> [Required action]: Write the listing out again verbatim, leaving nothing out.

> [Data]:

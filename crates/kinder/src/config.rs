//! Configuration for the kinder binary.
//!
//! Configuration is loaded from environment variables with sensible defaults.

use kinder_core::{ClusterSpec, CoreError, IpFamily, DEFAULT_NETWORK, DEFAULT_NODE_IMAGE};
use std::path::PathBuf;

/// Cluster name used when `KINDER_NAME` is unset.
pub const DEFAULT_CLUSTER_NAME: &str = "kind";

/// Configuration for one kinder invocation.
#[derive(Debug, Clone)]
pub struct KinderConfig {
    /// Cluster name.
    pub name: String,

    /// Node image for every node.
    pub image: String,

    /// Number of control-plane nodes (default: 1).
    pub control_planes: usize,

    /// Number of worker nodes (default: 0).
    pub workers: usize,

    /// Host address the API server is published on. Family default when unset.
    pub api_address: Option<String>,

    /// Host port the API server is published on (default: 0, pick a free port).
    pub api_port: u16,

    /// `ipv4` or `ipv6`.
    pub ip_family: String,

    /// Kubeconfig destination. `~/.kube/kinder-<name>.config` when unset.
    pub kubeconfig: Option<PathBuf>,

    /// Keep nodes after a failed create (default: false).
    pub retain: bool,

    /// Container network the nodes join.
    pub network: String,
}

/// Configuration validation error.
#[derive(Debug, thiserror::Error)]
pub enum ConfigError {
    #[error("cluster name must not be empty")]
    EmptyName,

    #[error("at least one control-plane node is required")]
    NoControlPlanes,

    #[error("unsupported IP family: {0:?} (expected ipv4 or ipv6)")]
    InvalidIpFamily(String),

    #[error("network name must not be empty")]
    EmptyNetwork,
}

impl Default for KinderConfig {
    fn default() -> Self {
        Self {
            name: DEFAULT_CLUSTER_NAME.to_string(),
            image: DEFAULT_NODE_IMAGE.to_string(),
            control_planes: 1,
            workers: 0,
            api_address: None,
            api_port: 0,
            ip_family: "ipv4".to_string(),
            kubeconfig: None,
            retain: false,
            network: DEFAULT_NETWORK.to_string(),
        }
    }
}

impl KinderConfig {
    /// Load configuration from environment variables.
    ///
    /// | Variable | Default |
    /// |----------|---------|
    /// | `KINDER_NAME` | `kind` |
    /// | `KINDER_IMAGE` | `kindest/node:v1.29.2` |
    /// | `KINDER_CONTROL_PLANES` | `1` |
    /// | `KINDER_WORKERS` | `0` |
    /// | `KINDER_API_ADDRESS` | `127.0.0.1` (`::1` for ipv6) |
    /// | `KINDER_API_PORT` | `0` (random free port) |
    /// | `KINDER_IP_FAMILY` | `ipv4` |
    /// | `KINDER_KUBECONFIG` | `~/.kube/kinder-<name>.config` |
    /// | `KINDER_RETAIN` | `false` |
    /// | `KINDER_NETWORK` | `kind` |
    pub fn from_env() -> Self {
        Self::from_lookup(|key| std::env::var(key).ok())
    }

    /// Load configuration through an arbitrary variable lookup.
    pub fn from_lookup(lookup: impl Fn(&str) -> Option<String>) -> Self {
        let default = Self::default();

        Self {
            name: lookup("KINDER_NAME").unwrap_or(default.name),
            image: lookup("KINDER_IMAGE").unwrap_or(default.image),
            control_planes: lookup("KINDER_CONTROL_PLANES")
                .and_then(|v| v.parse().ok())
                .unwrap_or(default.control_planes),
            workers: lookup("KINDER_WORKERS")
                .and_then(|v| v.parse().ok())
                .unwrap_or(default.workers),
            api_address: lookup("KINDER_API_ADDRESS").filter(|v| !v.is_empty()),
            api_port: lookup("KINDER_API_PORT")
                .and_then(|v| v.parse().ok())
                .unwrap_or(default.api_port),
            ip_family: lookup("KINDER_IP_FAMILY").unwrap_or(default.ip_family),
            kubeconfig: lookup("KINDER_KUBECONFIG")
                .filter(|v| !v.is_empty())
                .map(PathBuf::from),
            retain: lookup("KINDER_RETAIN")
                .map(|v| v == "true" || v == "1")
                .unwrap_or(default.retain),
            network: lookup("KINDER_NETWORK").unwrap_or(default.network),
        }
    }

    /// Check values the cluster spec builder cannot report clearly.
    pub fn validate(&self) -> Result<(), ConfigError> {
        if self.name.is_empty() {
            return Err(ConfigError::EmptyName);
        }
        if self.control_planes == 0 {
            return Err(ConfigError::NoControlPlanes);
        }
        if self.ip_family.parse::<IpFamily>().is_err() {
            return Err(ConfigError::InvalidIpFamily(self.ip_family.clone()));
        }
        if self.network.is_empty() {
            return Err(ConfigError::EmptyNetwork);
        }
        Ok(())
    }

    /// Where the kubeconfig is written.
    pub fn kubeconfig_path(&self) -> PathBuf {
        if let Some(path) = &self.kubeconfig {
            return path.clone();
        }
        let file = format!("kinder-{}.config", self.name);
        match std::env::var_os("HOME") {
            Some(home) => PathBuf::from(home).join(".kube").join(file),
            None => PathBuf::from(file),
        }
    }

    /// Cluster spec described by this configuration.
    pub fn to_spec(&self) -> Result<ClusterSpec, CoreError> {
        let mut builder = ClusterSpec::builder()
            .name(&self.name)
            .image(&self.image)
            .control_planes(self.control_planes)
            .workers(self.workers)
            .ip_family(self.ip_family.parse()?)
            .api_server_port(self.api_port)
            .network(&self.network);
        if let Some(address) = &self.api_address {
            builder = builder.api_server_address(address);
        }
        builder.build()
    }
}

> [Answer to the problem]:
filename crates/kinder/src/config.rs
//! Configuration for the kinder binary.
//!
//! Configuration is loaded from environment variables with sensible defaults.

use kinder_core::{ClusterSpec, CoreError, IpFamily, DEFAULT_NETWORK, DEFAULT_NODE_IMAGE};
use std::path::PathBuf;

/// Cluster name used when `KINDER_NAME` is unset.
pub const DEFAULT_CLUSTER_NAME: &str = "kind";

/// Configuration for one kinder invocation.
#[derive(Debug, Clone)]
pub struct KinderConfig {
    /// Cluster name.
    pub name: String,

    /// Node image for every node.
    pub image: String,

    /// Number of control-plane nodes (default: 1).
    pub control_planes: usize,

    /// Number of worker nodes (default: 0).
    pub workers: usize,

    /// Host address the API server is published on. Family default when unset.
    pub api_address: Option<String>,

    /// Host port the API server is published on (default: 0, pick a free port).
    pub api_port: u16,

    /// `ipv4` or `ipv6`.
    pub ip_family: String,

    /// Kubeconfig destination. `~/.kube/kinder-<name>.config` when unset.
    pub kubeconfig: Option<PathBuf>,

    /// Keep nodes after a failed create (default: false).
    pub retain: bool,

    /// Container network the nodes join.
    pub network: String,
}

/// Configuration validation error.
#[derive(Debug, thiserror::Error)]
pub enum ConfigError {
    #[error("cluster name must not be empty")]
    EmptyName,

    #[error("at least one control-plane node is required")]
    NoControlPlanes,

    #[error("unsupported IP family: {0:?} (expected ipv4 or ipv6)")]
    InvalidIpFamily(String),

    #[error("network name must not be empty")]
    EmptyNetwork,
}

impl Default for KinderConfig {
    fn default() -> Self {
        Self {
            name: DEFAULT_CLUSTER_NAME.to_string(),
            image: DEFAULT_NODE_IMAGE.to_string(),
            control_planes: 1,
            workers: 0,
            api_address: None,
            api_port: 0,
            ip_family: "ipv4".to_string(),
            kubeconfig: None,
            retain: false,
            network: DEFAULT_NETWORK.to_string(),
        }
    }
}

impl KinderConfig {
    /// Load configuration from environment variables.
    ///
    /// | Variable | Default |
    /// |----------|---------|
    /// | `KINDER_NAME` | `kind` |
    /// | `KINDER_IMAGE` | `kindest/node:v1.29.2` |
    /// | `KINDER_CONTROL_PLANES` | `1` |
    /// | `KINDER_WORKERS` | `0` |
    /// | `KINDER_API_ADDRESS` | `127.0.0.1` (`::1` for ipv6) |
    /// | `KINDER_API_PORT` | `0` (random free port) |
    /// | `KINDER_IP_FAMILY` | `ipv4` |
    /// | `KINDER_KUBECONFIG` | `~/.kube/kinder-<name>.config` |
    /// | `KINDER_RETAIN` | `false` |
    /// | `KINDER_NETWORK` | `kind` |
    pub fn from_env() -> Self {
        Self::from_lookup(|key| std::env::var(key).ok())
    }

    /// Load configuration through an arbitrary variable lookup.
    pub fn from_lookup(lookup: impl Fn(&str) -> Option<String>) -> Self {
        let default = Self::default();

        Self {
            name: lookup("KINDER_NAME").unwrap_or(default.name),
            image: lookup("KINDER_IMAGE").unwrap_or(default.image),
            control_planes: lookup("KINDER_CONTROL_PLANES")
                .and_then(|v| v.parse().ok())
                .unwrap_or(default.control_planes),
            workers: lookup("KINDER_WORKERS")
                .and_then(|v| v.parse().ok())
                .unwrap_or(default.workers),
            api_address: lookup("KINDER_API_ADDRESS").filter(|v| !v.is_empty()),
            api_port: lookup("KINDER_API_PORT")
                .and_then(|v| v.parse().ok())
                .unwrap_or(default.api_port),
            ip_family: lookup("KINDER_IP_FAMILY").unwrap_or(default.ip_family),
            kubeconfig: lookup("KINDER_KUBECONFIG")
                .filter(|v| !v.is_empty())
                .map(PathBuf::from),
            retain: lookup("KINDER_RETAIN")
                .map(|v| v == "true" || v == "1")
                .unwrap_or(default.retain),
            network: lookup("KINDER_NETWORK").unwrap_or(default.network),
        }
    }

    /// Check values the cluster spec builder cannot report clearly.
    pub fn validate(&self) -> Result<(), ConfigError> {
        if self.name.is_empty() {
            return Err(ConfigError::EmptyName);
        }
        if self.control_planes == 0 {
            return Err(ConfigError::NoControlPlanes);
        }
        if self.ip_family.parse::<IpFamily>().is_err() {
            return Err(ConfigError::InvalidIpFamily(self.ip_family.clone()));
        }
        if self.network.is_empty() {
            return Err(ConfigError::EmptyNetwork);
        }
        Ok(())
    }

    /// Where the kubeconfig is written.
    pub fn kubeconfig_path(&self) -> PathBuf {
        if let Some(path) = &self.kubeconfig {
            return path.clone();
        }
        let file = format!("kinder-{}.config", self.name);
        match std::env::var_os("HOME") {
            Some(home) => PathBuf::from(home).join(".kube").join(file),
            None => PathBuf::from(file),
        }
    }

    /// Cluster spec described by this configuration.
    pub fn to_spec(&self) -> Result<ClusterSpec, CoreError> {
        let mut builder = ClusterSpec::builder()
            .name(&self.name)
            .image(&self.image)
            .control_planes(self.control_planes)
            .workers(self.workers)
            .ip_family(self.ip_family.parse()?)
            .api_server_port(self.api_port)
            .network(&self.network);
        if let Some(address) = &self.api_address {
            builder = builder.api_server_address(address);
        }
        builder.build()
    }
}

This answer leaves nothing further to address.